With such an overwhelming presence, it became obvious that Business Wire and Interfax China would make a powerful force in China. Combining the local support of Interfax China with the global network of Business Wire, as a licensed affiliate, Interfax China would be able to offer the same services and support that any Business Wire office would be able to supply.

But I digress. The title of this piece is, “You’re Opening an Office in China NOW?”

Back in early 2008, when we began to study China, opening offices there was a slam dunk; any business selling anything could justify opening up in China. In 2009, it is a totally different story. The world economy is looking like a train wreck and companies are closing offices, not opening them. So why did we continue to open up in China, when so many others have backed away?
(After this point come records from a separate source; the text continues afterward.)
//! Secret store backends used to obtain the messaging credential.

use std::fmt;
use std::future::Future;
use std::pin::Pin;

#[cfg(feature = "vault-age")]
use std::collections::HashMap;
#[cfg(feature = "vault-age")]
use std::path::{Path, PathBuf};

/// A credential value. Never printed.
#[derive(Clone)]
pub struct Secret(String);

impl Secret {
    pub fn new(value: impl Into<String>) -> Self {
        Self(value.into())
    }

    #[must_use]
    pub fn expose(&self) -> &str {
        &self.0
    }
}

impl fmt::Debug for Secret {
    fn fmt(&self, f: &mut fmt::Formatter<'_>) -> fmt::Result {
        f.write_str("Secret(***)")
    }
}

impl fmt::Display for Secret {
    fn fmt(&self, f: &mut fmt::Formatter<'_>) -> fmt::Result {
        f.write_str("***")
    }
}

/// Future returned by [`VaultProvider::get_secret`].
pub type SecretFuture<'a> =
    Pin<Box<dyn Future<Output = anyhow::Result<Option<String>>> + Send + 'a>>;

/// Pluggable secret retrieval backend.
///
/// `Ok(None)` means the backend works but holds nothing at `path`.
pub trait VaultProvider: Send + Sync {
    fn get_secret(&self, path: &str) -> SecretFuture<'_>;
}

/// Reads secrets from the process environment.
///
/// A secret path maps to a variable name by upper-casing it and replacing
/// every other character with `_`, so `/alerts/slack-token` is read from
/// `ALERTS_SLACK_TOKEN`. Empty values count as missing.
#[derive(Debug, Default, Clone, Copy)]
pub struct EnvVaultProvider;

impl EnvVaultProvider {
    #[must_use]
    pub fn var_name(path: &str) -> String {
        path.trim_matches('/')
            .chars()
            .map(|c| {
                if c.is_ascii_alphanumeric() {
                    c.to_ascii_uppercase()
                } else {
                    '_'
                }
            })
            .collect()
    }
}

impl VaultProvider for EnvVaultProvider {
    fn get_secret(&self, path: &str) -> SecretFuture<'_> {
        let var = Self::var_name(path);
        let value = std::env::var(&var).ok().filter(|v| !v.is_empty());
        tracing::debug!(path, %var, found = value.is_some(), "env secret lookup");
        Box::pin(std::future::ready(Ok(value)))
    }
}

#[cfg(feature = "vault-age")]
#[derive(Debug, thiserror::Error)]
pub enum AgeVaultError {
    #[error("cannot read age identity {}: {source}", path.display())]
    IdentityFile {
        path: PathBuf,
        source: std::io::Error,
    },

    #[error("no usable x25519 identity in {}: {reason}", path.display())]
    InvalidIdentity { path: PathBuf, reason: String },

    #[error("cannot read secrets file {}: {source}", path.display())]
    SecretsFile {
        path: PathBuf,
        source: std::io::Error,
    },

    #[error("cannot decrypt {}: {source}", path.display())]
    Decrypt {
        path: PathBuf,
        source: age::DecryptError,
    },

    #[error("{} is not a JSON object of string secrets: {source}", path.display())]
    Payload {
        path: PathBuf,
        source: serde_json::Error,
    },
}

/// Secrets held encrypted at rest in an age file containing a JSON object
/// keyed by secret path (`{"/alerts/slack-token": "xoxb-..."}`).
///
/// The file is decrypted once when the provider is opened.
#[cfg(feature = "vault-age")]
pub struct AgeVaultProvider {
    origin: PathBuf,
    secrets: HashMap<String, Secret>,
}

#[cfg(feature = "vault-age")]
impl fmt::Debug for AgeVaultProvider {
    fn fmt(&self, f: &mut fmt::Formatter<'_>) -> fmt::Result {
        f.debug_struct("AgeVaultProvider")
            .field("origin", &self.origin)
            .field("secrets", &self.secrets.len())
            .finish()
    }
}

#[cfg(feature = "vault-age")]
impl AgeVaultProvider {
    /// Decrypt `vault_path` with the x25519 identity found in `key_path`.
    ///
    /// # Errors
    ///
    /// Returns [`AgeVaultError`] naming the file that could not be read,
    /// parsed or decrypted.
    pub fn open(key_path: &Path, vault_path: &Path) -> Result<Self, AgeVaultError> {
        let identity = read_identity(key_path)?;
        let ciphertext =
            std::fs::read(vault_path).map_err(|source| AgeVaultError::SecretsFile {
                path: vault_path.to_owned(),
                source,
            })?;
        let plaintext =
            age::decrypt(&identity, &ciphertext).map_err(|source| AgeVaultError::Decrypt {
                path: vault_path.to_owned(),
                source,
            })?;
        let secrets: HashMap<String, String> =
            serde_json::from_slice(&plaintext).map_err(|source| AgeVaultError::Payload {
                path: vault_path.to_owned(),
                source,
            })?;
        tracing::info!(path = %vault_path.display(), count = secrets.len(), "age secrets loaded");
        Ok(Self {
            origin: vault_path.to_owned(),
            secrets: secrets
                .into_iter()
                .map(|(path, value)| (path, Secret::new(value)))
                .collect(),
        })
    }
}

/// First `AGE-SECRET-KEY-` line of an age-keygen style identity file.
#[cfg(feature = "vault-age")]
fn read_identity(path: &Path) -> Result<age::x25519::Identity, AgeVaultError> {
    let contents = std::fs::read_to_string(path).map_err(|source| AgeVaultError::IdentityFile {
        path: path.to_owned(),
        source,
    })?;
    let invalid = |reason: &str| AgeVaultError::InvalidIdentity {
        path: path.to_owned(),
        reason: reason.to_owned(),
    };
    let line = contents
        .lines()
        .map(str::trim)
        .find(|l| l.starts_with("AGE-SECRET-KEY-"))
        .ok_or_else(|| invalid("no AGE-SECRET-KEY line"))?;
    line.parse().map_err(|e: &str| invalid(e))
}

#[cfg(feature = "vault-age")]
impl VaultProvider for AgeVaultProvider {
    fn get_secret(&self, path: &str) -> SecretFuture<'_> {
        let value = self.secrets.get(path).map(|s| s.expose().to_owned());
        tracing::debug!(
            path,
            origin = %self.origin.display(),
            found = value.is_some(),
            "age secret lookup"
        );
        Box::pin(std::future::ready(Ok(value)))
    }
}

/// In-memory provider for runner tests.
#[cfg(test)]
#[derive(Default)]
pub struct MockVaultProvider {
    secrets: std::collections::HashMap<String, String>,
    fail_with: Option<String>,
}

#[cfg(test)]
impl MockVaultProvider {
    #[must_use]
    pub fn new() -> Self {
        Self::default()
    }

    #[must_use]
    pub fn with_secret(mut self, path: &str, value: &str) -> Self {
        self.secrets.insert(path.to_owned(), value.to_owned());
        self
    }

    /// Make every lookup fail with a backend error.
    #[must_use]
    pub fn failing(mut self, reason: &str) -> Self {
        self.fail_with = Some(reason.to_owned());
        self
    }
}

#[cfg(test)]
impl VaultProvider for MockVaultProvider {
    fn get_secret(&self, path: &str) -> SecretFuture<'_> {
        let result = match &self.fail_with {
            Some(reason) => Err(anyhow::anyhow!("{reason}")),
            None => Ok(self.secrets.get(path).cloned()),
        };
        Box::pin(std::future::ready(result))
    }
}
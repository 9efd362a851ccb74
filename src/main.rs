use std::path::PathBuf;

use anyhow::{Context, bail};
use triage_core::AlertRunner;
use triage_core::config::{Config, ObservabilityConfig, VaultConfig};
#[cfg(feature = "vault-age")]
use triage_core::vault::AgeVaultProvider;
use triage_core::vault::{EnvVaultProvider, VaultProvider};
use triage_slack::{SlackApi, http_client};

const DEFAULT_CONFIG_PATH: &str = "config/default.toml";

#[tokio::main]
async fn main() -> anyhow::Result<()> {
    let overrides = Overrides::parse(std::env::args().skip(1))?;
    let config_path = overrides.config_path();
    let mut config = Config::load(&config_path)?;
    overrides.apply(&mut config);

    let _telemetry = init_subscriber(&config.observability);
    tracing::debug!(path = %config_path.display(), "configuration loaded");
    config.validate()?;

    let vault = open_vault(&config.vault)?;
    let http = http_client()?;
    let slack = &config.slack;
    let runner = AlertRunner::new(&config, vault.as_ref(), |token| {
        SlackApi::new(http.clone(), token)
            .with_base_url(slack.api_base.clone())
            .with_page_limit(slack.page_limit)
    });

    match runner.run().await {
        Ok(report) => {
            tracing::debug!(?report, "run report");
            Ok(())
        }
        Err(e) => {
            if let Some(path) = e.secret_path() {
                tracing::error!(
                    secret_path = path,
                    backend = %config.vault.backend,
                    "credential lookup failed"
                );
            }
            Err(e).context("triage run aborted")
        }
    }
}

/// Command-line overrides for ad hoc runs. Scheduled runs pass none.
#[derive(Debug, Default, PartialEq, Eq)]
struct Overrides {
    config: Option<PathBuf>,
    dry_run: bool,
    vault_backend: Option<String>,
    vault_key: Option<PathBuf>,
    vault_path: Option<PathBuf>,
}

impl Overrides {
    fn parse(args: impl IntoIterator<Item = String>) -> anyhow::Result<Self> {
        let mut overrides = Self::default();
        let mut args = args.into_iter();
        while let Some(arg) = args.next() {
            match arg.as_str() {
                "--dry-run" => overrides.dry_run = true,
                "--config" => overrides.config = Some(flag_value(&mut args, &arg)?.into()),
                "--vault" => overrides.vault_backend = Some(flag_value(&mut args, &arg)?),
                "--vault-key" => overrides.vault_key = Some(flag_value(&mut args, &arg)?.into()),
                "--vault-path" => overrides.vault_path = Some(flag_value(&mut args, &arg)?.into()),
                other => bail!("unrecognized argument: {other}"),
            }
        }
        Ok(overrides)
    }

    /// `--config`, then `TRIAGE_CONFIG`, then the bundled default.
    fn config_path(&self) -> PathBuf {
        self.config
            .clone()
            .or_else(|| std::env::var_os("TRIAGE_CONFIG").map(PathBuf::from))
            .unwrap_or_else(|| PathBuf::from(DEFAULT_CONFIG_PATH))
    }

    /// Layer flags over file and environment settings.
    fn apply(self, config: &mut Config) {
        if self.dry_run {
            config.runner.dry_run = true;
        }
        if let Some(backend) = self.vault_backend {
            config.vault.backend = backend;
        }
        if let Some(path) = self.vault_key {
            config.vault.key_path = Some(path);
        }
        if let Some(path) = self.vault_path {
            config.vault.vault_path = Some(path);
        }
    }
}

fn flag_value(args: &mut impl Iterator<Item = String>, flag: &str) -> anyhow::Result<String> {
    args.next()
        .with_context(|| format!("{flag} requires a value"))
}

fn open_vault(vault: &VaultConfig) -> anyhow::Result<Box<dyn VaultProvider>> {
    match vault.backend.as_str() {
        "env" => Ok(Box::new(EnvVaultProvider)),
        #[cfg(feature = "vault-age")]
        "age" => {
            let (Some(key), Some(path)) = (&vault.key_path, &vault.vault_path) else {
                bail!("vault.key_path and vault.vault_path are required for the age backend");
            };
            Ok(Box::new(AgeVaultProvider::open(key, path)?))
        }
        #[cfg(not(feature = "vault-age"))]
        "age" => bail!("age backend requires the vault-age feature"),
        other => bail!("unknown vault backend: {other}"),
    }
}

/// Flushes exported spans when the run ends.
#[derive(Default)]
struct TelemetryGuard {
    #[cfg(feature = "otel")]
    provider: Option<opentelemetry_sdk::trace::SdkTracerProvider>,
}

#[cfg(feature = "otel")]
impl Drop for TelemetryGuard {
    fn drop(&mut self) {
        if let Some(provider) = self.provider.take()
            && let Err(e) = provider.shutdown()
        {
            eprintln!("failed to flush OTLP spans: {e}");
        }
    }
}

fn init_subscriber(observability: &ObservabilityConfig) -> TelemetryGuard {
    use tracing_subscriber::EnvFilter;
    use tracing_subscriber::layer::SubscriberExt as _;
    use tracing_subscriber::util::SubscriberInitExt as _;

    let registry = tracing_subscriber::registry()
        .with(EnvFilter::try_from_default_env().unwrap_or_else(|_| EnvFilter::new("info")))
        .with(tracing_subscriber::fmt::layer());

    #[cfg(feature = "otel")]
    {
        if observability.exporter == "otlp" {
            match otlp_provider(&observability.endpoint) {
                Ok(provider) => {
                    use opentelemetry::trace::TracerProvider as _;

                    let tracer = provider.tracer("triage");
                    registry
                        .with(tracing_opentelemetry::layer().with_tracer(tracer))
                        .init();
                    return TelemetryGuard {
                        provider: Some(provider),
                    };
                }
                Err(e) => eprintln!("OTLP export disabled, logging to stdout only: {e:#}"),
            }
        }
    }

    #[cfg(not(feature = "otel"))]
    let _ = observability;

    registry.init();
    TelemetryGuard::default()
}

#[cfg(feature = "otel")]
fn otlp_provider(endpoint: &str) -> anyhow::Result<opentelemetry_sdk::trace::SdkTracerProvider> {
    use opentelemetry_otlp::WithExportConfig as _;

    let exporter = opentelemetry_otlp::SpanExporter::builder()
        .with_tonic()
        .with_endpoint(endpoint)
        .build()
        .context("failed to build OTLP span exporter")?;
    Ok(opentelemetry_sdk::trace::SdkTracerProvider::builder()
        .with_batch_exporter(exporter)
        .with_resource(
            opentelemetry_sdk::Resource::builder()
                .with_service_name("triage")
                .build(),
        )
        .build())
}

#[cfg(test)]
mod tests {
    use std::path::Path;

    use serial_test::serial;

    use super::*;

    fn args(list: &[&str]) -> Vec<String> {
        list.iter().map(|a| (*a).to_owned()).collect()
    }

    #[test]
    fn no_arguments_means_no_overrides() {
        assert_eq!(Overrides::parse(args(&[])).unwrap(), Overrides::default());
    }

    #[test]
    fn parses_every_flag() {
        let overrides = Overrides::parse(args(&[
            "--config",
            "/etc/triage.toml",
            "--dry-run",
            "--vault",
            "age",
            "--vault-key",
            "/run/age.key",
            "--vault-path",
            "/run/secrets.age",
        ]))
        .unwrap();
        assert_eq!(
            overrides,
            Overrides {
                config: Some("/etc/triage.toml".into()),
                dry_run: true,
                vault_backend: Some("age".into()),
                vault_key: Some("/run/age.key".into()),
                vault_path: Some("/run/secrets.age".into()),
            }
        );
    }

    #[test]
    fn flag_without_value_is_rejected() {
        let err = Overrides::parse(args(&["--vault-key"])).unwrap_err();
        assert_eq!(err.to_string(), "--vault-key requires a value");
    }

    #[test]
    fn unknown_argument_is_rejected() {
        let err = Overrides::parse(args(&["--verbose"])).unwrap_err();
        assert_eq!(err.to_string(), "unrecognized argument: --verbose");
    }

    #[test]
    fn flags_win_over_loaded_settings() {
        let mut config = Config::default();
        config.vault.key_path = Some("/from/config.key".into());
        config.vault.vault_path = Some("/from/config.age".into());

        Overrides {
            dry_run: true,
            vault_backend: Some("age".into()),
            vault_key: Some("/from/flag.key".into()),
            ..Overrides::default()
        }
        .apply(&mut config);

        assert!(config.runner.dry_run);
        assert_eq!(config.vault.backend, "age");
        assert_eq!(config.vault.key_path.as_deref(), Some(Path::new("/from/flag.key")));
        assert_eq!(config.vault.vault_path.as_deref(), Some(Path::new("/from/config.age")));
    }

    #[test]
    fn empty_overrides_leave_config_untouched() {
        let mut config = Config::default();
        config.runner.dry_run = true;
        Overrides::default().apply(&mut config);
        assert!(config.runner.dry_run);
        assert_eq!(config.vault.backend, "env");
        assert!(config.vault.key_path.is_none());
    }

    #[test]
    #[serial]
    fn config_path_precedence() {
        unsafe { std::env::set_var("TRIAGE_CONFIG", "/etc/triage/prod.toml") };
        let from_env = Overrides::default().config_path();
        let from_flag = Overrides {
            config: Some("/tmp/adhoc.toml".into()),
            ..Overrides::default()
        }
        .config_path();
        unsafe { std::env::remove_var("TRIAGE_CONFIG") };
        let fallback = Overrides::default().config_path();

        assert_eq!(from_env, PathBuf::from("/etc/triage/prod.toml"));
        assert_eq!(from_flag, PathBuf::from("/tmp/adhoc.toml"));
        assert_eq!(fallback, PathBuf::from(DEFAULT_CONFIG_PATH));
    }

    #[test]
    fn env_backend_opens() {
        assert!(open_vault(&VaultConfig::default()).is_ok());
    }

    #[test]
    fn unknown_vault_backend_is_rejected() {
        let vault = VaultConfig {
            backend: "ssm".into(),
            ..VaultConfig::default()
        };
        let err = open_vault(&vault).err().unwrap();
        assert_eq!(err.to_string(), "unknown vault backend: ssm");
    }

    #[cfg(feature = "vault-age")]
    #[test]
    fn age_backend_needs_both_paths() {
        let vault = VaultConfig {
            backend: "age".into(),
            key_path: Some("/run/age.key".into()),
            vault_path: None,
        };
        let err = open_vault(&vault).err().unwrap();
        assert!(err.to_string().contains("vault.vault_path"));
    }

    #[cfg(feature = "vault-age")]
    #[test]
    fn age_backend_reports_unreadable_identity() {
        let vault = VaultConfig {
            backend: "age".into(),
            key_path: Some("/nonexistent/age.key".into()),
            vault_path: Some("/nonexistent/secrets.age".into()),
        };
        let err = open_vault(&vault).err().unwrap();
        assert!(format!("{err:#}").contains("/nonexistent/age.key"));
    }

    #[cfg(not(feature = "vault-age"))]
    #[test]
    fn age_backend_without_feature_is_rejected() {
        let vault = VaultConfig {
            backend: "age".into(),
            ..VaultConfig::default()
        };
        let err = open_vault(&vault).err().unwrap();
        assert!(err.to_string().contains("vault-age"));
    }
}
In a word: PERSPECTIVE, which the Oxford dictionary defines as “the understanding of the relative importance of things.”

Despite the world economic gloom you can read in any newspaper in the world at the moment, the fundamentals of doing business in China remain the same:

  • It is the third largest economy in the world, rapidly challenging Japan and even the USA in size.
  • Even the revised growth forecast of the World Bank predicts economic growth of 6.5% in 2009, which would be enviable in any other economy.
  • It has a population of 1.3 Billion people with a growing, educated middle class.
  • It has a strong domestic market, which will be supported by the government stimulus package of some $586 billion dollars.
  • It has foreign exchange reserves of $1.95 trillion, which is predicted to rise to $2.5 trillion by 2010, which means it has a strong buffer against economic down turns.

Although the USA subprime mortgage collapse may have helped lead to the global economic recession, the recovery may well be led by Chinese consumers and investors. The Asian Development Bank, OECD (Organization for Economic Cooperation and Development) and World Bank all predict economic growth to in China for 2010 of some 7.5% to 8.5%.

So as my grandfather, who lived through the last Great Depression and beyond, used to say, “It was a great time to make some money.” If your business wants to catch the next wave of the economic boom, now is the time to establish your business in China.

Business Wire is in for the long haul, as is its affiliate Interfax China. Our PERSPECTIVE is not the next 12 months, but the next 12 years and beyond. When our clients want help on their China strategy, we will be on the ground for them, as we will be on the ground for our China-based clients looking to expand into the rest of the world.

Business Wire is in China — why aren’t you?